What needs to be done — Please state how many lines of the data contain "FailedRpcInfo". The number by itself is enough.

Data provided —

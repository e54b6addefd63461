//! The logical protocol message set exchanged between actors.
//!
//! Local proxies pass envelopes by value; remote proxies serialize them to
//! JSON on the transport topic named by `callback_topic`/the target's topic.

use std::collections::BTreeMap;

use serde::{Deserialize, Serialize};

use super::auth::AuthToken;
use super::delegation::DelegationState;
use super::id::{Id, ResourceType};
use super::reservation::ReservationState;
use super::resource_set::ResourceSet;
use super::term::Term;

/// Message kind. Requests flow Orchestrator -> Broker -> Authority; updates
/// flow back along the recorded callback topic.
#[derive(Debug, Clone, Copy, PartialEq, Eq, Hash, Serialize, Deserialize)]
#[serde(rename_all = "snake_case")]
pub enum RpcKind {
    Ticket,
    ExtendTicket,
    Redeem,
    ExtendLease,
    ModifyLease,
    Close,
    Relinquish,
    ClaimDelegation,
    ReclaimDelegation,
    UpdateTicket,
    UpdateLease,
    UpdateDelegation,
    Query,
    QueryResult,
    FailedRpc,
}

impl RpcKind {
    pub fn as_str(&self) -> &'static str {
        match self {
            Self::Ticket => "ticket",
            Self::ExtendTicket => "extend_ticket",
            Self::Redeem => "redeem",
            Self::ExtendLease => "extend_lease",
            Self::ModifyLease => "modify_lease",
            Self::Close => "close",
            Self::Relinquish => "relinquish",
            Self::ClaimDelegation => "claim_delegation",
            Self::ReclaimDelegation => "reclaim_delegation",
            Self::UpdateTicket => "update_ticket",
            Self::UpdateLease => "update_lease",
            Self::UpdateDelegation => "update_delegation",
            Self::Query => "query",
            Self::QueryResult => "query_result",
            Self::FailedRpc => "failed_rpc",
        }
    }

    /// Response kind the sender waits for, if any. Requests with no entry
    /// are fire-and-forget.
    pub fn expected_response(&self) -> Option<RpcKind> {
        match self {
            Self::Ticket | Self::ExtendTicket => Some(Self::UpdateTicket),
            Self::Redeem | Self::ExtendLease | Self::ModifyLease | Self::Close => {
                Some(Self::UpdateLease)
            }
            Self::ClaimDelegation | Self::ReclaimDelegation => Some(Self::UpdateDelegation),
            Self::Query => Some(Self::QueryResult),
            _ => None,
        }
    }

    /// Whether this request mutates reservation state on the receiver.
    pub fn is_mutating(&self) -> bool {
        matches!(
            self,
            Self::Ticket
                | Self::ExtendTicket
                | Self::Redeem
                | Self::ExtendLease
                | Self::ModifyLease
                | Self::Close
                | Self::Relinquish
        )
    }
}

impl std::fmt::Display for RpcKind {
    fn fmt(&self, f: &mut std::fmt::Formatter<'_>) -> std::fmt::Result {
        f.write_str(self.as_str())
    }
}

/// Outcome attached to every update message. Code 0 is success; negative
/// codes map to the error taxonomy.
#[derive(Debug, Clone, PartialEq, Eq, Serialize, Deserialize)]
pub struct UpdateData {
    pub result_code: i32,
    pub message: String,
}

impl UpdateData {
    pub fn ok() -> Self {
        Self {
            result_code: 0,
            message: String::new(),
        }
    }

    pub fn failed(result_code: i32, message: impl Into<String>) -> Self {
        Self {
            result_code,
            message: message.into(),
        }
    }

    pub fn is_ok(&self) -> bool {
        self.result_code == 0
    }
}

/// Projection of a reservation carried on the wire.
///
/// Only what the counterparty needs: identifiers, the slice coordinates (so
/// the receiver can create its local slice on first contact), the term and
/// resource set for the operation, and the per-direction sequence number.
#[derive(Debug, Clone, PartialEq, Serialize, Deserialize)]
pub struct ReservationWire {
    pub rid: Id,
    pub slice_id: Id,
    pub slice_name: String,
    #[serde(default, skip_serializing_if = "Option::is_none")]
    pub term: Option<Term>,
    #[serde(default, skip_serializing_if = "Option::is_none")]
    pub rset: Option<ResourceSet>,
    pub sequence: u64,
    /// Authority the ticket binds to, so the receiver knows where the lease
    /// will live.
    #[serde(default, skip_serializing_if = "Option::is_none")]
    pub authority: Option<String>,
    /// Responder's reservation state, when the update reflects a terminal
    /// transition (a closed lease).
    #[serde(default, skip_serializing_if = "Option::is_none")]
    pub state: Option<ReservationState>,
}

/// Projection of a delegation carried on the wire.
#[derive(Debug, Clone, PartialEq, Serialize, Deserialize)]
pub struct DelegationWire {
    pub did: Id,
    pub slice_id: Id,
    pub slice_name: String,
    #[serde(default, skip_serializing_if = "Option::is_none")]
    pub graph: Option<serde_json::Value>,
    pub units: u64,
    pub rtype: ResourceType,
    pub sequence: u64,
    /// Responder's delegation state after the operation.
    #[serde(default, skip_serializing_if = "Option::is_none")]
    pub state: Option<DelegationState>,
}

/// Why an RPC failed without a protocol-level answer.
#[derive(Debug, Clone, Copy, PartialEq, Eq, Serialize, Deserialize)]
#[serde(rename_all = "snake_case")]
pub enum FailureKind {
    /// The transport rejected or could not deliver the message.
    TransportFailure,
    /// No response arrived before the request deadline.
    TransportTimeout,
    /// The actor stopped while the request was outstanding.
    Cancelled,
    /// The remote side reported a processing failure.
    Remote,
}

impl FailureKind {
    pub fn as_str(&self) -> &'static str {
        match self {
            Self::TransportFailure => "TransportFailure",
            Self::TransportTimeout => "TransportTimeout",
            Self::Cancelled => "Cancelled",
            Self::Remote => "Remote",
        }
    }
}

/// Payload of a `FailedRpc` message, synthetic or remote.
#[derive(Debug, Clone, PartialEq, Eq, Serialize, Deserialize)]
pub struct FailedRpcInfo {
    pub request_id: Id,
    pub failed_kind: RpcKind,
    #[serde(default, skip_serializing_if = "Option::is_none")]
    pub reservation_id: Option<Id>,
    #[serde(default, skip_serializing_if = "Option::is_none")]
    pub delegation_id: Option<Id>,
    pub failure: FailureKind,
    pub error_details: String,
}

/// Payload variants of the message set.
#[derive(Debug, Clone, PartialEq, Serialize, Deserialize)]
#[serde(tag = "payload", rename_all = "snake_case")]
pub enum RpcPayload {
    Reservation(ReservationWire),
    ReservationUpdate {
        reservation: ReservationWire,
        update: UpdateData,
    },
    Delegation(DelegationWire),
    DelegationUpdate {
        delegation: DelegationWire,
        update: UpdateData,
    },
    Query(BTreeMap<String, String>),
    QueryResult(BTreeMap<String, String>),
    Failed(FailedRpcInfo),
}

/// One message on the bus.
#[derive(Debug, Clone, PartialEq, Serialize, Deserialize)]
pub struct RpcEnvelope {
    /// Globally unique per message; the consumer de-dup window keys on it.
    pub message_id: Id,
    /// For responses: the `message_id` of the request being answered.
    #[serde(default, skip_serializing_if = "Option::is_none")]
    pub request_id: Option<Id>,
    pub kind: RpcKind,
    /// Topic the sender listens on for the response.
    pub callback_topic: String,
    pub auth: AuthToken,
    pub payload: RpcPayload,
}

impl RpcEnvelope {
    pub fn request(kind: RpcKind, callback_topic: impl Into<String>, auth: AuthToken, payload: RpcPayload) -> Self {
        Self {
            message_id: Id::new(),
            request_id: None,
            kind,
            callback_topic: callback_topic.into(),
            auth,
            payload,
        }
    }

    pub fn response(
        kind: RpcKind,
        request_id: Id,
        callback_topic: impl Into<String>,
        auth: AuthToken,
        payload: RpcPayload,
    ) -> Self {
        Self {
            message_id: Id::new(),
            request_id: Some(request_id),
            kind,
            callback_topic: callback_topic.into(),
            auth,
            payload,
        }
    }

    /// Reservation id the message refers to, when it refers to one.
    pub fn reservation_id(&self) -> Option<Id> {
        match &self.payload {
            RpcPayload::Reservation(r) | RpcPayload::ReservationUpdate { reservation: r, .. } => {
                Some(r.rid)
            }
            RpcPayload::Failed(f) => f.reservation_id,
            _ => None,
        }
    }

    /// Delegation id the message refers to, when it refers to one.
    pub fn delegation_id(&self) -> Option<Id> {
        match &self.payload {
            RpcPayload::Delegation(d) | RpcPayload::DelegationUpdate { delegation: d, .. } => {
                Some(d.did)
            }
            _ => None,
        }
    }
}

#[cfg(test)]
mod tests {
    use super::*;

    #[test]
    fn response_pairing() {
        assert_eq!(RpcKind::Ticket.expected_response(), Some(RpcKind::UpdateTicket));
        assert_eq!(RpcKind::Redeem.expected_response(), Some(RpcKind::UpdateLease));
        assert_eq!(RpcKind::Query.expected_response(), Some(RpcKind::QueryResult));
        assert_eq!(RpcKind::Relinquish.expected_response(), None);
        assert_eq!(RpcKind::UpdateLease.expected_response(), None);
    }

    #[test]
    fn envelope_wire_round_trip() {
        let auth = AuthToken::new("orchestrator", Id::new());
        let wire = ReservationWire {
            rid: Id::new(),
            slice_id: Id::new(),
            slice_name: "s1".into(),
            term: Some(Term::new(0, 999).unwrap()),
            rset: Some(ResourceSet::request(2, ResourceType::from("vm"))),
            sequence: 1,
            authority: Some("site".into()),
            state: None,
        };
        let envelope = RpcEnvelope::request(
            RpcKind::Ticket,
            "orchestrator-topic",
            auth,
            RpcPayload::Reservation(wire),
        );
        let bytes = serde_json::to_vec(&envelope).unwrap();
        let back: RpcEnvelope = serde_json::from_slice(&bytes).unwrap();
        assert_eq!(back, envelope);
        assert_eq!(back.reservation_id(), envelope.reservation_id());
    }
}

Exercise solution — 2